__Task description__
List all the lines in these records that hold "Path".
Records shown START
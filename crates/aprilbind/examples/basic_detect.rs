use aprilbind::{Detector, DetectorOptions};
use image::ImageReader;
use std::error::Error;
use std::path::Path;

fn main() -> Result<(), Box<dyn Error>> {
    let args: Vec<String> = std::env::args().collect();
    if args.len() < 2 {
        eprintln!("Usage: {} <image.png> [options.json]", args[0]);
        std::process::exit(2);
    }

    let image = ImageReader::open(&args[1])?.decode()?.to_luma8();
    let options = match args.get(2) {
        Some(path) => DetectorOptions::from_json_file(Path::new(path))?,
        None => DetectorOptions::default(),
    };

    let mut detector = Detector::with_options(options)?;
    let detections = detector.detect(&image)?;

    println!("Detected {} tags.", detections.len());
    for (i, det) in detections.iter().enumerate() {
        println!("Detection {} of {}:", i + 1, detections.len());
        println!("{}", det.to_string_indented(2));
        println!();
    }
    Ok(())
}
Records shown END
__Answer to this task__
use std::path::Path;
        Some(path) => DetectorOptions::from_json_file(Path::new(path))?,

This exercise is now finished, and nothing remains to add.